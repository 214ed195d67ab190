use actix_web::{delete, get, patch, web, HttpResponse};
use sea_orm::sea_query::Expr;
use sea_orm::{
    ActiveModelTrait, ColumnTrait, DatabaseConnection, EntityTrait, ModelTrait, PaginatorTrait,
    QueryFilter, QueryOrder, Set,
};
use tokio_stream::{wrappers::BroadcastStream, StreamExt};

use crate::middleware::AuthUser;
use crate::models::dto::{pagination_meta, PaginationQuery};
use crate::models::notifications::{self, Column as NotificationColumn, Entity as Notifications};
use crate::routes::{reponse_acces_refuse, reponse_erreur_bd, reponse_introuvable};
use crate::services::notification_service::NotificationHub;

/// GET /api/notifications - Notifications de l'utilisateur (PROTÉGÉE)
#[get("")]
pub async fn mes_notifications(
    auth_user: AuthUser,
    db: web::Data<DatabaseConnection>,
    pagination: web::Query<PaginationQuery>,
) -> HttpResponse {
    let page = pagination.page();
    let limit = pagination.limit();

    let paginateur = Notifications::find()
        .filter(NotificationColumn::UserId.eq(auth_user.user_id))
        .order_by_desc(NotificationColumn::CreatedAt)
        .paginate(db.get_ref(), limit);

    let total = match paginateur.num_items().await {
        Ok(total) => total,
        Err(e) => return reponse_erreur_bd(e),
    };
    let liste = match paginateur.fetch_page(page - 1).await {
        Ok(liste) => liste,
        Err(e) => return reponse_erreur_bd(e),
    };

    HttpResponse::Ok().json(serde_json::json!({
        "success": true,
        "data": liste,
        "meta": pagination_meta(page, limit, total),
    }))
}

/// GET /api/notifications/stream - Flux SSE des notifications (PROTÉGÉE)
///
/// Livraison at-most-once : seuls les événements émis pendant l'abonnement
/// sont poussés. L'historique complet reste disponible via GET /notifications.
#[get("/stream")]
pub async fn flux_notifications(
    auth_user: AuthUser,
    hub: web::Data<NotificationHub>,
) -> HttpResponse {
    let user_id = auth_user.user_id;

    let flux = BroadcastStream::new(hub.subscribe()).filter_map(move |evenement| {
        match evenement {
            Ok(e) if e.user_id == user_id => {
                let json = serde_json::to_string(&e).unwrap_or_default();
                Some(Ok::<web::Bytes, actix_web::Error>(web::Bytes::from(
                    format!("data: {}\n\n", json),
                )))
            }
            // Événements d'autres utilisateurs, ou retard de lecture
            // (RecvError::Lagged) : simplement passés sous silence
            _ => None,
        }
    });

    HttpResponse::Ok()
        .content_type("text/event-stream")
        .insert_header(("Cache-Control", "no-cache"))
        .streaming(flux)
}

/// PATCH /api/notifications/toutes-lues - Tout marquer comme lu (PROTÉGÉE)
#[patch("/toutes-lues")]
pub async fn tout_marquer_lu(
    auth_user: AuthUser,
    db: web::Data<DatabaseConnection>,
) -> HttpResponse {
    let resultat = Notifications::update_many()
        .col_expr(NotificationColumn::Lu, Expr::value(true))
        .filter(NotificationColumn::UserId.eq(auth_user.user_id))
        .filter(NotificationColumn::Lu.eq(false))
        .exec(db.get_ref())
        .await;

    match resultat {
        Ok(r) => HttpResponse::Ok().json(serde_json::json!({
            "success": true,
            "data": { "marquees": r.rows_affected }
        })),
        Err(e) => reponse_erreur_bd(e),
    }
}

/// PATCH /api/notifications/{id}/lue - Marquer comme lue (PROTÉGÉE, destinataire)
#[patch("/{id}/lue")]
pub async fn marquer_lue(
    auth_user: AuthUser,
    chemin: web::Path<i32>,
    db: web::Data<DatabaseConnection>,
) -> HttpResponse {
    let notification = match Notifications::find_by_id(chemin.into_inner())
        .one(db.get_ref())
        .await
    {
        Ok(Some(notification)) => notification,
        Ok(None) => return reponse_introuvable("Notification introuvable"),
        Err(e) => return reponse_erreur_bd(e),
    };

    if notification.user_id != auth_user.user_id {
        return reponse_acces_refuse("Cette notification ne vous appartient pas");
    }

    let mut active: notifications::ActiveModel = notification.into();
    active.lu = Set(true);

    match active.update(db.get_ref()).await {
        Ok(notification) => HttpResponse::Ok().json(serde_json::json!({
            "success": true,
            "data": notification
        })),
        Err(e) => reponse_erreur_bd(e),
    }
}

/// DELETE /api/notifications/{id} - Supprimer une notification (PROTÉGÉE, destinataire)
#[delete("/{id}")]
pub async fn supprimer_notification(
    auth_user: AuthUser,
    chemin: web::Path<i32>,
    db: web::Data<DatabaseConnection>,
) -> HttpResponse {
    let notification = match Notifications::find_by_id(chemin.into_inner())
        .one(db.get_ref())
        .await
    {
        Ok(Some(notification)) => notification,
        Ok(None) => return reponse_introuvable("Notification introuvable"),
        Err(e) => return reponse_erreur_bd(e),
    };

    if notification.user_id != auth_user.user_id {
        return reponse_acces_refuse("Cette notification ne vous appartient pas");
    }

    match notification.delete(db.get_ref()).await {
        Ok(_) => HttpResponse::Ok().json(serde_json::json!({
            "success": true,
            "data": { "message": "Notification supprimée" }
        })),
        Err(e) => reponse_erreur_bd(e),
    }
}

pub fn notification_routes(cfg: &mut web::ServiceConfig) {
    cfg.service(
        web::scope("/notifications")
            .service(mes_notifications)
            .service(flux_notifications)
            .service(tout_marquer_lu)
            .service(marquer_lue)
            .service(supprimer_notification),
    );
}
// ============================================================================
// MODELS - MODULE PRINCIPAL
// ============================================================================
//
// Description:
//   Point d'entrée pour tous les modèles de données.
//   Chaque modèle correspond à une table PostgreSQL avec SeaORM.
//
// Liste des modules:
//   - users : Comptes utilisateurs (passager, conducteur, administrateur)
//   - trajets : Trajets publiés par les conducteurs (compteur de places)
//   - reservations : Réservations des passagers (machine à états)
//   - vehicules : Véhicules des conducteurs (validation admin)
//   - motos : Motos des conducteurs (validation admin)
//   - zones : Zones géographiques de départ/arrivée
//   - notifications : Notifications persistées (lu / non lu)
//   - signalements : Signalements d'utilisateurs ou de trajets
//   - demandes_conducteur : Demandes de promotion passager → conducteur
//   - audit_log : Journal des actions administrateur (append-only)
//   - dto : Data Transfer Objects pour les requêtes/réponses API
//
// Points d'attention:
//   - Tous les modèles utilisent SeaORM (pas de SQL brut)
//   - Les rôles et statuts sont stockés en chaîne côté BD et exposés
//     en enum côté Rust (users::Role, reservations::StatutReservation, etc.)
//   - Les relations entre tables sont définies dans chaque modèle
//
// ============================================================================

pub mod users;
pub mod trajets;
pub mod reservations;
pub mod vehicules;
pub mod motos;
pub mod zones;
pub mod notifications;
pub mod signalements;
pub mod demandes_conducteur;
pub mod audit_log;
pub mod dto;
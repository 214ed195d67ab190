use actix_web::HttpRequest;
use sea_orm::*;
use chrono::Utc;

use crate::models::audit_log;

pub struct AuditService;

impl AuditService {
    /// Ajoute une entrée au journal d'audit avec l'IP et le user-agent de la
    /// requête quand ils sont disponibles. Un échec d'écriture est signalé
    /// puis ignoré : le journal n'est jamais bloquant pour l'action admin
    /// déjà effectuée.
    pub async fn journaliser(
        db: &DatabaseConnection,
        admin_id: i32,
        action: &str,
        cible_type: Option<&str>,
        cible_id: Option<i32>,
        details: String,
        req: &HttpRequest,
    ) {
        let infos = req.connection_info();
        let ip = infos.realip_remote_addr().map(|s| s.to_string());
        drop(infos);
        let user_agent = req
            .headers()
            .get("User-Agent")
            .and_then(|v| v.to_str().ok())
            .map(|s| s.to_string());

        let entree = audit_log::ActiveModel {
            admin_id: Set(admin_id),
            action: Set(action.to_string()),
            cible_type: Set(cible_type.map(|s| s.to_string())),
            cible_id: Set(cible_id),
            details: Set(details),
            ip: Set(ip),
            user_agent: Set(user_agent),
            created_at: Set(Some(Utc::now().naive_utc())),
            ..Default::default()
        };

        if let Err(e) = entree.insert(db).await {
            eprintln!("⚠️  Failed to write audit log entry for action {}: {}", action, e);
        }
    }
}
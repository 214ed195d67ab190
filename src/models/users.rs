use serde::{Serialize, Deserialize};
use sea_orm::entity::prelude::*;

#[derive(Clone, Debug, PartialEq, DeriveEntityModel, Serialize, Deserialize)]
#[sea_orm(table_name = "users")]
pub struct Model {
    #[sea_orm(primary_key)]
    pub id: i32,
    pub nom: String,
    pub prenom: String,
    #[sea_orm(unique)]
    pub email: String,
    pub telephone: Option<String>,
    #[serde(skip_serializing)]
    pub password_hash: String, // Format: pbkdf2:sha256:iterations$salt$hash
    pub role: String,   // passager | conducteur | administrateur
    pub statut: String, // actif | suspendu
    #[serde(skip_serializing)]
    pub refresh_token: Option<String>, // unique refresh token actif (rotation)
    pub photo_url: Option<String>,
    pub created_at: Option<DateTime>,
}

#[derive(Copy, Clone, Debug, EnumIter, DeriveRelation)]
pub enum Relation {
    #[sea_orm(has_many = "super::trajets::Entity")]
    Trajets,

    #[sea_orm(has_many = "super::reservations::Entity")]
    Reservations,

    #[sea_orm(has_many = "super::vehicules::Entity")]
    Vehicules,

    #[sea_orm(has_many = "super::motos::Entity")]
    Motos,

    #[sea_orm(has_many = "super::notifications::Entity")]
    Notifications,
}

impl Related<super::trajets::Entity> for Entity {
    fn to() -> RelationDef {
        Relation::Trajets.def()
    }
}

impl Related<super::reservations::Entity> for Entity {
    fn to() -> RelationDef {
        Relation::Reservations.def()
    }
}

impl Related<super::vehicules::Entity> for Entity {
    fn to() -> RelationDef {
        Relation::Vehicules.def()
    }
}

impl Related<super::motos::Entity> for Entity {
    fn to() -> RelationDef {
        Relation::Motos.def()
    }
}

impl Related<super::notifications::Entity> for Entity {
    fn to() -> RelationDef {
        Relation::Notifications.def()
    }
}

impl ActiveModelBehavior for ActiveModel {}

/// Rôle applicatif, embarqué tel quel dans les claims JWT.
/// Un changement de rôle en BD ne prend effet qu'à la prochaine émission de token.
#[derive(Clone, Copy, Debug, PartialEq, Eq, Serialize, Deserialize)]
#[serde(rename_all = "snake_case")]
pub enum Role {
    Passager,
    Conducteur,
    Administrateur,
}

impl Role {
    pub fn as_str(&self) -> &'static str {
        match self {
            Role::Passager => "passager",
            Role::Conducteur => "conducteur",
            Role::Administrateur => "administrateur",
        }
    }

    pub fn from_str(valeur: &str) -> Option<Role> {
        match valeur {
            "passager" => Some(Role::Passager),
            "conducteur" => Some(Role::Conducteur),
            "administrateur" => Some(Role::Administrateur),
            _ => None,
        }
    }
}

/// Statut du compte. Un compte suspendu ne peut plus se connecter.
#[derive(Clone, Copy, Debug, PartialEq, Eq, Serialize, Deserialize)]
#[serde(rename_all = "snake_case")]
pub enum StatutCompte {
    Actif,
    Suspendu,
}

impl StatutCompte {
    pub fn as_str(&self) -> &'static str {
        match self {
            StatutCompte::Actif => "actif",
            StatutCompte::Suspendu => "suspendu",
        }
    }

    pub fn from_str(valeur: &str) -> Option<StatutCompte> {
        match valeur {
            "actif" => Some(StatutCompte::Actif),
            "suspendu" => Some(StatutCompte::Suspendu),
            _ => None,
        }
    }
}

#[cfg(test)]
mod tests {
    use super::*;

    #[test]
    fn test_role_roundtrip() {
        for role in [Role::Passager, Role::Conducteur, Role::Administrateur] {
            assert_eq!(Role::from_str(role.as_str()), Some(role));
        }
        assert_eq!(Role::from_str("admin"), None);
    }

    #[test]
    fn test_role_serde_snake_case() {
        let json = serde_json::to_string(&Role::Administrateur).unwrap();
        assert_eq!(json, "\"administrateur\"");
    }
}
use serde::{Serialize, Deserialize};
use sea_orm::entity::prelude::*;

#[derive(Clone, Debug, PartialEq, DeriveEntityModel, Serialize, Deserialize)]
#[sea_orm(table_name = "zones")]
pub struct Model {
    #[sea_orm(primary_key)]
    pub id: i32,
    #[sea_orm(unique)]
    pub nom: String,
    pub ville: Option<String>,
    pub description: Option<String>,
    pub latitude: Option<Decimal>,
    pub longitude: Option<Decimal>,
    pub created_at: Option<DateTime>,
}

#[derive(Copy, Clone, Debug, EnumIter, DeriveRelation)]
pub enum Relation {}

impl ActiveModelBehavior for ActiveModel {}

ABOUT THIS EXERCISE: Find the word "details" in the listing above, then copy each line where it turns up.

RESPONSE TO THIS EXERCISE:
        details: String,
            details: Set(details),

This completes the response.